Responses of host motor and sensory neurons to a neural tube implant in amputated chick limbs

Abstract

The right wingbuds of state 23–25 chick embryos were amputated at the future elbow region and a segment of 2-day neural tube was implanted longitudinally into the limb stump of experimental embryos to induce limb regeneration. Control embryos had no implant in the amputated limb stump. To analyze effects of the neural tube implant (NTI) upon the host nervous system, quantitative determinations were made of the peripheral limb field (PLF), dorsal root ganglia (DRG) and spinal cord lateral motor column (LMC) of the amputated side for comparison with similar determinations of the unamputated side in all embryos. The PLF was estimated by determining the area of the skeletal elements of the amputated and unamputated limb of each embryo. The size of the DRG was estimated by determining the sectional-profile area of a pair of ganglia; the LMC was determined by counting the neurons on both sides of a single spinal cord segment.
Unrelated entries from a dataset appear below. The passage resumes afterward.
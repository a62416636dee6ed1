//! Kind registry: frozen `isa` discriminants + per-kind reference-field specs.
//!
//! # Identity rules
//! Every record in a project document carries an `isa` string naming its
//! kind.  The mapping from `isa` to [`ObjectKind`] is total: every known
//! discriminant maps to exactly one kind, and every unrecognised one maps to
//! [`ObjectKind::Unknown`].  Project documents grow new record kinds with
//! every Xcode release, so classification never fails.
//!
//! A kind is fixed when its record enters the object table and never changes
//! for the lifetime of the document.
//!
//! # Reference specs
//! [`KindSpec`] declares, per kind, which field names hold identifiers
//! (single) and which hold identifier sequences.  Only the graph audit and
//! full-traversal paths consume these; the typed views in [`crate::views`]
//! know their own fields statically.

use std::fmt;

// ── ObjectKind ───────────────────────────────────────────────────────────────

/// Runtime discriminant for one record in the object table.
#[derive(Debug, Clone, Copy, PartialEq, Eq, Hash, PartialOrd, Ord)]
pub enum ObjectKind {
    Project,
    NativeTarget,
    FileReference,
    Group,
    VariantGroup,
    SourcesBuildPhase,
    ResourcesBuildPhase,
    FrameworksBuildPhase,
    ShellScriptBuildPhase,
    BuildFile,
    BuildConfiguration,
    ConfigurationList,
    ContainerItemProxy,
    ReferenceProxy,
    TargetDependency,
    /// Catch-all for discriminants this build does not know.  The raw record
    /// stays fully accessible through the generic accessors.
    Unknown,
}

/// Every known kind, Unknown last.  Order is the display order used by the
/// CLI `info` listing.
pub const ALL_KINDS: [ObjectKind; 16] = [
    ObjectKind::Project,
    ObjectKind::NativeTarget,
    ObjectKind::FileReference,
    ObjectKind::Group,
    ObjectKind::VariantGroup,
    ObjectKind::SourcesBuildPhase,
    ObjectKind::ResourcesBuildPhase,
    ObjectKind::FrameworksBuildPhase,
    ObjectKind::ShellScriptBuildPhase,
    ObjectKind::BuildFile,
    ObjectKind::BuildConfiguration,
    ObjectKind::ConfigurationList,
    ObjectKind::ContainerItemProxy,
    ObjectKind::ReferenceProxy,
    ObjectKind::TargetDependency,
    ObjectKind::Unknown,
];

impl ObjectKind {
    /// Map an `isa` discriminant to its kind.  Total: anything unrecognised
    /// is `Unknown`, never an error.
    pub fn classify(isa: &str) -> ObjectKind {
        match isa {
            "PBXProject"               => ObjectKind::Project,
            "PBXNativeTarget"          => ObjectKind::NativeTarget,
            "PBXFileReference"         => ObjectKind::FileReference,
            "PBXGroup"                 => ObjectKind::Group,
            "PBXVariantGroup"          => ObjectKind::VariantGroup,
            "PBXSourcesBuildPhase"     => ObjectKind::SourcesBuildPhase,
            "PBXResourcesBuildPhase"   => ObjectKind::ResourcesBuildPhase,
            "PBXFrameworksBuildPhase"  => ObjectKind::FrameworksBuildPhase,
            "PBXShellScriptBuildPhase" => ObjectKind::ShellScriptBuildPhase,
            "PBXBuildFile"             => ObjectKind::BuildFile,
            "XCBuildConfiguration"     => ObjectKind::BuildConfiguration,
            "XCConfigurationList"      => ObjectKind::ConfigurationList,
            "PBXContainerItemProxy"    => ObjectKind::ContainerItemProxy,
            "PBXReferenceProxy"        => ObjectKind::ReferenceProxy,
            "PBXTargetDependency"      => ObjectKind::TargetDependency,
            _                          => ObjectKind::Unknown,
        }
    }

    /// The frozen `isa` string for this kind.  `None` for `Unknown`, whose
    /// records keep whatever discriminant the document carried.
    pub fn isa(self) -> Option<&'static str> {
        match self {
            ObjectKind::Project               => Some("PBXProject"),
            ObjectKind::NativeTarget          => Some("PBXNativeTarget"),
            ObjectKind::FileReference         => Some("PBXFileReference"),
            ObjectKind::Group                 => Some("PBXGroup"),
            ObjectKind::VariantGroup          => Some("PBXVariantGroup"),
            ObjectKind::SourcesBuildPhase     => Some("PBXSourcesBuildPhase"),
            ObjectKind::ResourcesBuildPhase   => Some("PBXResourcesBuildPhase"),
            ObjectKind::FrameworksBuildPhase  => Some("PBXFrameworksBuildPhase"),
            ObjectKind::ShellScriptBuildPhase => Some("PBXShellScriptBuildPhase"),
            ObjectKind::BuildFile             => Some("PBXBuildFile"),
            ObjectKind::BuildConfiguration    => Some("XCBuildConfiguration"),
            ObjectKind::ConfigurationList     => Some("XCConfigurationList"),
            ObjectKind::ContainerItemProxy    => Some("PBXContainerItemProxy"),
            ObjectKind::ReferenceProxy        => Some("PBXReferenceProxy"),
            ObjectKind::TargetDependency      => Some("PBXTargetDependency"),
            ObjectKind::Unknown               => None,
        }
    }

    /// Human-readable name (for diagnostics only — never parsed).
    pub fn name(self) -> &'static str {
        match self {
            ObjectKind::Project               => "project",
            ObjectKind::NativeTarget          => "native target",
            ObjectKind::FileReference         => "file reference",
            ObjectKind::Group                 => "group",
            ObjectKind::VariantGroup          => "variant group",
            ObjectKind::SourcesBuildPhase     => "sources build phase",
            ObjectKind::ResourcesBuildPhase   => "resources build phase",
            ObjectKind::FrameworksBuildPhase  => "frameworks build phase",
            ObjectKind::ShellScriptBuildPhase => "shell script build phase",
            ObjectKind::BuildFile             => "build file",
            ObjectKind::BuildConfiguration    => "build configuration",
            ObjectKind::ConfigurationList     => "configuration list",
            ObjectKind::ContainerItemProxy    => "container item proxy",
            ObjectKind::ReferenceProxy        => "reference proxy",
            ObjectKind::TargetDependency      => "target dependency",
            ObjectKind::Unknown               => "unknown",
        }
    }

    pub fn is_build_phase(self) -> bool {
        matches!(
            self,
            ObjectKind::SourcesBuildPhase
                | ObjectKind::ResourcesBuildPhase
                | ObjectKind::FrameworksBuildPhase
                | ObjectKind::ShellScriptBuildPhase
        )
    }

    /// The reference-field declaration for this kind.
    pub fn spec(self) -> &'static KindSpec {
        match self {
            ObjectKind::Project               => &SPEC_PROJECT,
            ObjectKind::NativeTarget          => &SPEC_NATIVE_TARGET,
            ObjectKind::FileReference         => &SPEC_EMPTY,
            ObjectKind::Group                 => &SPEC_GROUP,
            ObjectKind::VariantGroup          => &SPEC_GROUP,
            ObjectKind::SourcesBuildPhase     => &SPEC_BUILD_PHASE,
            ObjectKind::ResourcesBuildPhase   => &SPEC_BUILD_PHASE,
            ObjectKind::FrameworksBuildPhase  => &SPEC_BUILD_PHASE,
            ObjectKind::ShellScriptBuildPhase => &SPEC_BUILD_PHASE,
            ObjectKind::BuildFile             => &SPEC_BUILD_FILE,
            ObjectKind::BuildConfiguration    => &SPEC_BUILD_CONFIGURATION,
            ObjectKind::ConfigurationList     => &SPEC_CONFIGURATION_LIST,
            ObjectKind::ContainerItemProxy    => &SPEC_CONTAINER_ITEM_PROXY,
            ObjectKind::ReferenceProxy        => &SPEC_REFERENCE_PROXY,
            ObjectKind::TargetDependency      => &SPEC_TARGET_DEPENDENCY,
            ObjectKind::Unknown               => &SPEC_EMPTY,
        }
    }
}

impl fmt::Display for ObjectKind {
    fn fmt(&self, f: &mut fmt::Formatter<'_>) -> fmt::Result {
        f.pad(self.name())
    }
}

// ── KindSpec ─────────────────────────────────────────────────────────────────

/// Which fields of a kind hold identifiers that need indirection.
///
/// `refs` are single-identifier fields, `ref_seqs` hold ordered identifier
/// sequences.  Fields absent from both lists are plain attributes and are
/// never resolved.
#[derive(Debug)]
pub struct KindSpec {
    pub refs:     &'static [&'static str],
    pub ref_seqs: &'static [&'static str],
}

static SPEC_EMPTY: KindSpec = KindSpec { refs: &[], ref_seqs: &[] };

static SPEC_PROJECT: KindSpec = KindSpec {
    refs:     &["buildConfigurationList", "mainGroup", "productRefGroup"],
    ref_seqs: &["targets"],
};

static SPEC_NATIVE_TARGET: KindSpec = KindSpec {
    refs:     &["buildConfigurationList", "productReference"],
    ref_seqs: &["buildPhases", "dependencies"],
};

static SPEC_GROUP: KindSpec = KindSpec {
    refs:     &[],
    ref_seqs: &["children"],
};

static SPEC_BUILD_PHASE: KindSpec = KindSpec {
    refs:     &[],
    ref_seqs: &["files"],
};

static SPEC_BUILD_FILE: KindSpec = KindSpec {
    refs:     &["fileRef"],
    ref_seqs: &[],
};

static SPEC_BUILD_CONFIGURATION: KindSpec = KindSpec {
    refs:     &["baseConfigurationReference"],
    ref_seqs: &[],
};

static SPEC_CONFIGURATION_LIST: KindSpec = KindSpec {
    refs:     &[],
    ref_seqs: &["buildConfigurations"],
};

// `remoteGlobalIDString` looks like an identifier but may point into a
// different project document entirely, so it stays an opaque string.
static SPEC_CONTAINER_ITEM_PROXY: KindSpec = KindSpec {
    refs:     &["containerPortal"],
    ref_seqs: &[],
};

static SPEC_REFERENCE_PROXY: KindSpec = KindSpec {
    refs:     &["remoteRef"],
    ref_seqs: &[],
};

static SPEC_TARGET_DEPENDENCY: KindSpec = KindSpec {
    refs:     &["target", "targetProxy"],
    ref_seqs: &[],
};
The PLF was less on the amputated than on the unamputated side but was significantly greater in amputated limbs that received a NTI. The size of the DRG was positively correlated with the size of the PLF in all groups, indicating the DRG was not directly affected by the NTI but did respond to target structures. The number of neurons in the LMC was not positively correlated with the PLF and was not reduced by limb amputation in embryos with a NTI. The data suggest that the NTI may have protected host spinal cord cells from the induced-cell death expected to follow limb amputation; perhaps the implant produces a neuronal survival factor.